Our 2019 Swammy award winner for African Coach of the Year, Rocco Meiring, has been facing his share of training difficulties over the course of the coronavirus pandemic.
Based at Tuks Swimming Club out of Pretoria, South Africa, Meiring has both Commonwealth Games gold medalist Tatjana Schoenmaker and Kaylene Corbett among his tutelage.
Schoenmaker took silver in the 200m breast at the 2019 World Championships, becoming the first-ever South African woman to medal at a LC World Champs. Corbett also had a successful 2019, finishing 8th in teh200m breast in Gwangju.
Since then, as with the rest of the world, Meiring and company are immersed in the current coronavirus pandemic, a state with has upended swimming and overall sport competition as we know it. It culminated with a delay in the 2020 Olympic Games to next year, resetting journeys of Olympic hopefuls everywhere.
Team South Africa reports that Corbett, an Olympic qualifier in the 200m breast, has injured her hips and news while engaging in dryland exercises during the quarantine. As for Schoenmaker, the New York Breaker star is experiencing some difficulties with motivation, not having the ability to get wet during the lockdown.
“Since 2017 the most extended break Tatjana ever took from training was 14 days. It has now been 56 days in which I could not really coach her,” the coach says Schoenmaker.
“You don’t need to be a rocket scientist to realize it is going to have a severe impact on her performance. I don’t even want to contemplate what will happen if another four to six weeks elapse before she is allowed to swim.” (Team South Africa)

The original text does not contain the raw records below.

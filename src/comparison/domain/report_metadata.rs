/// ReportMetadata value object: who produced a report, and when
#[derive(Debug, Clone)]
pub struct ReportMetadata {
    timestamp: String,
    tool_name: String,
    tool_version: String,
    report_id: String,
}

impl ReportMetadata {
    pub fn new(
        timestamp: String,
        tool_name: String,
        tool_version: String,
        report_id: String,
    ) -> Self {
        Self {
            timestamp,
            tool_name,
            tool_version,
            report_id,
        }
    }

    pub fn timestamp(&self) -> &str {
        &self.timestamp
    }

    pub fn tool_name(&self) -> &str {
        &self.tool_name
    }

    pub fn tool_version(&self) -> &str {
        &self.tool_version
    }

    pub fn report_id(&self) -> &str {
        &self.report_id
    }
}
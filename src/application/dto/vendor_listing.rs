use serde::Serialize;

/// One line of `--list-vendors` output
#[derive(Debug, Clone, PartialEq, Serialize)]
pub struct VendorSummary {
    pub id: String,
    pub name: String,
    pub deployment: String,
    pub pricing_model: String,
    pub monthly_rate: f64,
}

/// Vendors available in the active dataset
#[derive(Debug, Clone, PartialEq, Serialize)]
pub struct VendorListing {
    pub dataset_version: String,
    pub vendors: Vec<VendorSummary>,
}

impl VendorListing {
    /// Plain-text table for the terminal
    pub fn render(&self) -> String {
        let mut output = format!("Vendor dataset {}\n\n", self.dataset_version);
        let width = self
            .vendors
            .iter()
            .map(|v| v.id.len())
            .max()
            .unwrap_or(0);
        for vendor in &self.vendors {
            output.push_str(&format!(
                "  {:<width$}  {} ({}, {} ${:.2}/mo)\n",
                vendor.id,
                vendor.name,
                vendor.deployment,
                vendor.pricing_model,
                vendor.monthly_rate,
                width = width
            ));
        }
        output
    }
}
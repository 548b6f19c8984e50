//! Diagnostic logging setup.
//!
//! User-facing progress goes through `ProgressReporter`; this is the
//! developer-facing `tracing` output, filtered by `NAC_COMPARE_LOG`
//! (for example `NAC_COMPARE_LOG=debug` or `NAC_COMPARE_LOG=nac_compare=trace`).

use tracing_subscriber::EnvFilter;

/// Environment variable holding the log filter directives
pub const LOG_ENV_VAR: &str = "NAC_COMPARE_LOG";

/// Filter used when the variable is unset or invalid
pub const DEFAULT_LOG_FILTER: &str = "warn";

/// Builds the filter from `NAC_COMPARE_LOG`, falling back to `warn`.
pub fn env_filter() -> EnvFilter {
    EnvFilter::try_from_env(LOG_ENV_VAR).unwrap_or_else(|_| EnvFilter::new(DEFAULT_LOG_FILTER))
}

/// Installs the global subscriber, writing to stderr.
///
/// Safe to call more than once; later calls are no-ops.
pub fn init() {
    let _ = tracing_subscriber::fmt()
        .with_env_filter(env_filter())
        .with_writer(std::io::stderr)
        .with_target(false)
        .try_init();
}
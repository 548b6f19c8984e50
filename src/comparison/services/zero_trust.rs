use crate::comparison::domain::{MaturityLevel, VendorRecord, ZeroTrustAssessment};
use crate::comparison::policies::CalculationConstants;

use super::risk_scorer::clamp_score;

/// Feature category blended into the maturity score
const ZERO_TRUST_CATEGORY: &str = "zero_trust";

/// ZeroTrustClassifier - maturity level from the vendor's zero-trust score
/// and its zero-trust feature coverage
pub struct ZeroTrustClassifier;

impl ZeroTrustClassifier {
    pub fn assess(
        vendor: &VendorRecord,
        constants: &CalculationConstants,
    ) -> ZeroTrustAssessment {
        let vendor_score = vendor.security.zero_trust_score;
        let score = match vendor.category_coverage(ZERO_TRUST_CATEGORY) {
            Some(coverage) => {
                let weight = constants.zero_trust_vendor_weight;
                weight * vendor_score + (1.0 - weight) * coverage
            }
            None => vendor_score,
        };
        let score = clamp_score(score);

        let category_coverage = vendor
            .features
            .keys()
            .filter_map(|category| {
                vendor
                    .category_coverage(category)
                    .map(|coverage| (category.clone(), coverage))
            })
            .collect();

        ZeroTrustAssessment {
            score,
            level: Self::classify(score, &constants.maturity_thresholds),
            category_coverage,
        }
    }

    pub fn classify(score: f64, thresholds: &[f64; 4]) -> MaturityLevel {
        let [developing, defined, managed, optimized] = *thresholds;
        if score >= optimized {
            MaturityLevel::Optimized
        } else if score >= managed {
            MaturityLevel::Managed
        } else if score >= defined {
            MaturityLevel::Defined
        } else if score >= developing {
            MaturityLevel::Developing
        } else {
            MaturityLevel::Initial
        }
    }
}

He continued, “Swimmers are the only athletes who can’t train on land. It took Kaylene Corbett two years of huge sacrifices and long hard hours in the pool to qualify for the Tokyo Olympics. After she had done, so she was super motivated to be at her best. It is that dedication that led to her getting injured. When the lockdown started, she continued to give 100 percent when training. But it was on land. She ended up paying for it.

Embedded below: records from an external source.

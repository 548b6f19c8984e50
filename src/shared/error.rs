use std::fmt;
use std::path::PathBuf;
use thiserror::Error;

/// Exit codes for the CLI application.
///
/// These codes allow scripts to distinguish a completed comparison from
/// one that could not be evaluated and from outright failures.
#[derive(Debug, Clone, Copy, PartialEq, Eq)]
#[repr(i32)]
pub enum ExitCode {
    /// Comparison computed and reported
    Success = 0,
    /// The configuration was rejected; the report lists the issues
    InsufficientConfiguration = 1,
    /// Invalid command-line arguments (clap parsing errors)
    InvalidArguments = 2,
    /// Application error (file I/O, dataset parsing, invalid dataset, etc.)
    ApplicationError = 3,
}

impl ExitCode {
    /// Convert to i32 for use with std::process::exit
    pub fn as_i32(self) -> i32 {
        self as i32
    }
}

impl fmt::Display for ExitCode {
    fn fmt(&self, f: &mut fmt::Formatter<'_>) -> fmt::Result {
        match self {
            ExitCode::Success => write!(f, "Success (0)"),
            ExitCode::InsufficientConfiguration => write!(f, "Insufficient Configuration (1)"),
            ExitCode::InvalidArguments => write!(f, "Invalid Arguments (2)"),
            ExitCode::ApplicationError => write!(f, "Application Error (3)"),
        }
    }
}

/// Application-specific errors raised while loading data or writing reports.
///
/// Metric computation itself never fails; anything that can go wrong there
/// is expressed as a tagged value in the result instead.
#[derive(Debug, Error)]
pub enum AnalysisError {
    #[error("Vendor dataset not found: {path}\n\n💡 Hint: {suggestion}")]
    DatasetNotFound { path: PathBuf, suggestion: String },

    #[error("Failed to parse vendor dataset: {path}\nDetails: {details}\n\n💡 Hint: Please verify that the dataset matches the documented vendor schema")]
    DatasetParseError { path: PathBuf, details: String },

    #[error("Invalid vendor record '{vendor}': {field} {reason}\n\n💡 Hint: Fix the record in the dataset; missing or out-of-range fields are rejected at load time")]
    InvalidVendorRecord {
        vendor: String,
        field: String,
        reason: String,
    },

    #[error("Invalid vendor dataset: {reason}")]
    InvalidDataset { reason: String },

    #[error("Unsupported dataset format: {path}\n\n💡 Hint: Use a .yml, .yaml, .json or .toml file")]
    UnsupportedDatasetFormat { path: PathBuf },

    #[error("Failed to write to file: {path}\nDetails: {details}\n\n💡 Hint: Please verify that the directory exists and you have write permissions")]
    FileWriteError { path: PathBuf, details: String },

    #[error("Failed to read file: {path}\nDetails: {details}\n\n💡 Hint: Please verify that the file exists and you have read permissions")]
    FileReadError { path: PathBuf, details: String },

    #[error("Failed to render {format} report\nDetails: {details}")]
    OutputGenerationError { format: String, details: String },
}
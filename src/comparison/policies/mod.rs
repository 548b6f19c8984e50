pub mod constants;
pub mod industry_profile;
pub mod region;

pub use constants::{
    CalculationConstants, MttrBaseHours, OrgSizeMultipliers, RecommendationWeights,
};
pub use industry_profile::{IndustryProfile, IndustryProfiles};
pub use region::{RegionFactors, RegionalCostPolicy};

/// Every table the calculators read, injected as one bundle.
#[derive(Debug, Clone, PartialEq)]
pub struct CalculationTables {
    pub constants: CalculationConstants,
    pub industries: IndustryProfiles,
}

impl CalculationTables {
    pub fn new(constants: CalculationConstants, industries: IndustryProfiles) -> Self {
        Self {
            constants,
            industries,
        }
    }

    pub fn standard() -> Self {
        Self::new(CalculationConstants::default(), IndustryProfiles::standard())
    }

    pub fn with_constants(self, constants: CalculationConstants) -> Self {
        Self { constants, ..self }
    }
}
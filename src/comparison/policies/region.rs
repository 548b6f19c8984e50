use crate::comparison::domain::Region;

/// Cost multipliers relative to North America
#[derive(Debug, Clone, Copy, PartialEq)]
pub struct RegionFactors {
    pub labor: f64,
    pub hardware: f64,
}

/// RegionalCostPolicy maps a region to its labor and hardware multipliers.
pub struct RegionalCostPolicy;

impl RegionalCostPolicy {
    pub fn factors(region: Region) -> RegionFactors {
        let (labor, hardware) = match region {
            Region::NorthAmerica => (1.0, 1.0),
            Region::Europe => (0.76, 1.1),
            Region::AsiaPacific => (0.52, 1.05),
            Region::LatinAmerica => (0.44, 1.15),
            Region::MiddleEast => (0.64, 1.0),
        };
        RegionFactors { labor, hardware }
    }
}
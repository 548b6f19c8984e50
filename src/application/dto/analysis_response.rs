use crate::comparison::domain::{AggregationOutcome, ReportMetadata};

/// AnalysisResponse - Internal response DTO from the comparison use case
#[derive(Debug, Clone)]
pub struct AnalysisResponse {
    /// Computed report, or the configuration issues that blocked it
    pub outcome: AggregationOutcome,
    /// Report metadata (timestamp, tool info, report id)
    pub metadata: ReportMetadata,
}

impl AnalysisResponse {
    pub fn new(outcome: AggregationOutcome, metadata: ReportMetadata) -> Self {
        Self { outcome, metadata }
    }

    /// Whether the configuration was accepted and a report computed
    pub fn is_computed(&self) -> bool {
        matches!(self.outcome, AggregationOutcome::Computed(_))
    }
}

“It is going to take time for her to fully recover and regain confidence in her body’s abilities. The reality is that no breaststroke swimmer who wants to perform at the highest level can afford knee or hip injuries.”

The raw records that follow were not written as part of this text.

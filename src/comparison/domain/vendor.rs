use super::configuration::OrgSize;
use crate::shared::Result;
use serde::{Deserialize, Serialize};
use std::collections::BTreeMap;
use std::fmt;

/// Maximum length for vendor ids
const MAX_VENDOR_ID_LENGTH: usize = 64;

/// NewType wrapper for a vendor id: a lower-case slug such as `cisco_ise`
#[derive(Debug, Clone, PartialEq, Eq, PartialOrd, Ord, Hash, Serialize)]
#[serde(transparent)]
pub struct VendorId(String);

impl VendorId {
    /// Trims and lower-cases `raw`, then validates the result.
    pub fn parse(raw: &str) -> Result<Self> {
        let id = raw.trim().to_lowercase();

        if id.is_empty() {
            anyhow::bail!("Vendor id cannot be empty");
        }

        if id.len() > MAX_VENDOR_ID_LENGTH {
            anyhow::bail!(
                "Vendor id is too long ({} bytes). Maximum allowed: {} bytes",
                id.len(),
                MAX_VENDOR_ID_LENGTH
            );
        }

        if !id
            .chars()
            .all(|c| c.is_ascii_lowercase() || c.is_ascii_digit() || c == '_' || c == '-')
        {
            anyhow::bail!(
                "Vendor id contains invalid characters. Only lower-case letters, digits, hyphens and underscores are allowed."
            );
        }

        Ok(Self(id))
    }

    pub fn as_str(&self) -> &str {
        &self.0
    }
}

impl fmt::Display for VendorId {
    fn fmt(&self, f: &mut fmt::Formatter<'_>) -> fmt::Result {
        f.write_str(&self.0)
    }
}

#[derive(Debug, Clone, Copy, PartialEq, Eq, Serialize, Deserialize)]
#[serde(rename_all = "snake_case")]
pub enum Deployment {
    Cloud,
    Hybrid,
    #[serde(alias = "on-premise")]
    OnPremise,
}

impl Deployment {
    pub fn as_str(&self) -> &'static str {
        match self {
            Deployment::Cloud => "cloud",
            Deployment::Hybrid => "hybrid",
            Deployment::OnPremise => "on_premise",
        }
    }
}

#[derive(Debug, Clone, Copy, PartialEq, Eq, Serialize, Deserialize)]
#[serde(rename_all = "snake_case")]
pub enum MarketPosition {
    Leader,
    Challenger,
    Visionary,
    Niche,
}

#[derive(Debug, Clone, Copy, PartialEq, Eq, Serialize, Deserialize)]
#[serde(rename_all = "snake_case")]
pub enum PricingModel {
    PerDevice,
    PerUser,
    FlatRate,
}

/// Subscription pricing
#[derive(Debug, Clone, PartialEq, Serialize, Deserialize)]
#[serde(deny_unknown_fields)]
pub struct Pricing {
    pub model: PricingModel,
    /// Dollars per unit per month (per month overall for flat rate)
    pub monthly_rate: f64,
    /// Percent discount by organization size
    #[serde(default)]
    pub tier_discounts: BTreeMap<OrgSize, f64>,
}

impl Pricing {
    pub fn discount_for(&self, size: OrgSize) -> f64 {
        self.tier_discounts.get(&size).copied().unwrap_or(0.0)
    }
}

/// Cost factors feeding the TCO breakdown
#[derive(Debug, Clone, PartialEq, Serialize, Deserialize)]
#[serde(deny_unknown_fields)]
pub struct CostFactors {
    /// Dollars per year; 0 for SaaS
    pub hardware_annual: f64,
    /// One-time professional services, dollars
    pub implementation: f64,
    /// One-time training, dollars
    pub training: f64,
    /// Percent of licensing + hardware
    pub support_percent: f64,
    /// FTE needed to operate the product
    pub fte_factor: f64,
    /// Fraction of licensing lost to complexity overhead
    pub hidden_cost_multiplier: f64,
}

#[derive(Debug, Clone, Copy, PartialEq, Eq, PartialOrd, Ord, Serialize, Deserialize)]
#[serde(rename_all = "snake_case")]
pub enum Complexity {
    Low,
    Medium,
    High,
    VeryHigh,
}

impl Complexity {
    pub fn as_str(&self) -> &'static str {
        match self {
            Complexity::Low => "low",
            Complexity::Medium => "medium",
            Complexity::High => "high",
            Complexity::VeryHigh => "very_high",
        }
    }
}

#[derive(Debug, Clone, PartialEq, Serialize)]
pub struct ImplementationProfile {
    pub complexity: Complexity,
    pub deploy_days: u32,
    pub training_hours: u32,
    /// Planned maintenance windows per year
    pub maintenance_windows: u32,
}

#[derive(Debug, Clone, PartialEq, Serialize)]
pub struct SecurityProfile {
    pub cve_count: u32,
    pub zero_trust_score: f64,
    pub breach_risk_reduction: f64,
    pub security_rating: f64,
}

/// How completely a product covers a compliance framework
#[derive(Debug, Clone, Copy, PartialEq, Eq, PartialOrd, Ord, Serialize, Deserialize)]
#[serde(rename_all = "snake_case")]
pub enum CoverageLevel {
    Full,
    Substantial,
    Partial,
    Limited,
    None,
}

impl CoverageLevel {
    pub fn score(&self) -> f64 {
        match self {
            CoverageLevel::Full => 100.0,
            CoverageLevel::Substantial => 75.0,
            CoverageLevel::Partial => 50.0,
            CoverageLevel::Limited => 25.0,
            CoverageLevel::None => 0.0,
        }
    }
}

#[derive(Debug, Clone, Copy, PartialEq, Eq, PartialOrd, Ord, Hash, Serialize, Deserialize)]
#[serde(rename_all = "snake_case")]
pub enum Framework {
    Hipaa,
    PciDss,
    Sox,
    Gdpr,
    #[serde(rename = "iso_27001")]
    Iso27001,
    #[serde(rename = "nist_800_53")]
    Nist80053,
    #[serde(rename = "nist_800_171")]
    Nist800171,
    Fedramp,
    Fisma,
    Ferpa,
    Glba,
    Ccpa,
    CisControls,
}

impl Framework {
    pub fn as_str(&self) -> &'static str {
        match self {
            Framework::Hipaa => "hipaa",
            Framework::PciDss => "pci_dss",
            Framework::Sox => "sox",
            Framework::Gdpr => "gdpr",
            Framework::Iso27001 => "iso_27001",
            Framework::Nist80053 => "nist_800_53",
            Framework::Nist800171 => "nist_800_171",
            Framework::Fedramp => "fedramp",
            Framework::Fisma => "fisma",
            Framework::Ferpa => "ferpa",
            Framework::Glba => "glba",
            Framework::Ccpa => "ccpa",
            Framework::CisControls => "cis_controls",
        }
    }

    pub fn display_name(&self) -> &'static str {
        match self {
            Framework::Hipaa => "HIPAA",
            Framework::PciDss => "PCI DSS",
            Framework::Sox => "SOX",
            Framework::Gdpr => "GDPR",
            Framework::Iso27001 => "ISO 27001",
            Framework::Nist80053 => "NIST 800-53",
            Framework::Nist800171 => "NIST 800-171",
            Framework::Fedramp => "FedRAMP",
            Framework::Fisma => "FISMA",
            Framework::Ferpa => "FERPA",
            Framework::Glba => "GLBA",
            Framework::Ccpa => "CCPA",
            Framework::CisControls => "CIS Controls",
        }
    }
}

impl fmt::Display for Framework {
    fn fmt(&self, f: &mut fmt::Formatter<'_>) -> fmt::Result {
        f.write_str(self.as_str())
    }
}

#[derive(Debug, Clone, Copy, PartialEq, Serialize, Deserialize)]
#[serde(deny_unknown_fields)]
pub struct FrameworkSupport {
    pub coverage: CoverageLevel,
    /// Percent of the framework's controls checked automatically
    pub automation: f64,
}

/// A single cell of the feature matrix: either supported/unsupported or a
/// 0-100 score
#[derive(Debug, Clone, Copy, PartialEq, Serialize, Deserialize)]
#[serde(untagged)]
pub enum FeatureValue {
    Flag(bool),
    Score(f64),
}

impl FeatureValue {
    pub fn score(&self) -> f64 {
        match self {
            FeatureValue::Flag(true) => 100.0,
            FeatureValue::Flag(false) => 0.0,
            FeatureValue::Score(s) => *s,
        }
    }
}

/// Feature matrix grouped by category, e.g. `zero_trust -> micro_segmentation`
pub type FeatureMatrix = BTreeMap<String, BTreeMap<String, FeatureValue>>;

#[derive(Debug, Clone, PartialEq, Serialize)]
pub struct OperationalProfile {
    pub automation_level: f64,
}

/// Static description of one NAC product. Built only by the dataset loader,
/// which applies defaults and range checks.
#[derive(Debug, Clone, PartialEq, Serialize)]
pub struct VendorRecord {
    pub id: VendorId,
    pub name: String,
    pub deployment: Deployment,
    pub market_position: MarketPosition,
    pub market_share: f64,
    pub pricing: Pricing,
    pub costs: CostFactors,
    pub implementation: ImplementationProfile,
    pub security: SecurityProfile,
    pub compliance: BTreeMap<Framework, FrameworkSupport>,
    pub features: FeatureMatrix,
    pub operational: OperationalProfile,
}

impl VendorRecord {
    /// Looks a capability up across all feature categories.
    pub fn capability(&self, name: &str) -> Option<FeatureValue> {
        self.features
            .values()
            .find_map(|category| category.get(name).copied())
    }

    /// Mean score of a feature category, or `None` when the vendor lists
    /// nothing for it
    pub fn category_coverage(&self, category: &str) -> Option<f64> {
        let entries = self.features.get(category)?;
        if entries.is_empty() {
            return None;
        }
        let total: f64 = entries.values().map(FeatureValue::score).sum();
        Some(total / entries.len() as f64)
    }

    /// Units the monthly rate applies to
    pub fn billable_units(&self, devices: u64, users: u64) -> f64 {
        match self.pricing.model {
            PricingModel::PerDevice => devices as f64,
            PricingModel::PerUser => users as f64,
            PricingModel::FlatRate => 1.0,
        }
    }
}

Meiring supports national swimming coach Graham Hill‘s call to have elite swimmers be able to return to pool training, saying, “We ask our top athletes to bleed for us in battle, sacrifice their youth to prepare for years to represent us and inspire us, under extreme pressure … exposed for the whole nation to judge. That is why now we need to be bold, brave and daring for our athletes, not desert them, and leave them in a hole that they cannot climb out on their own.’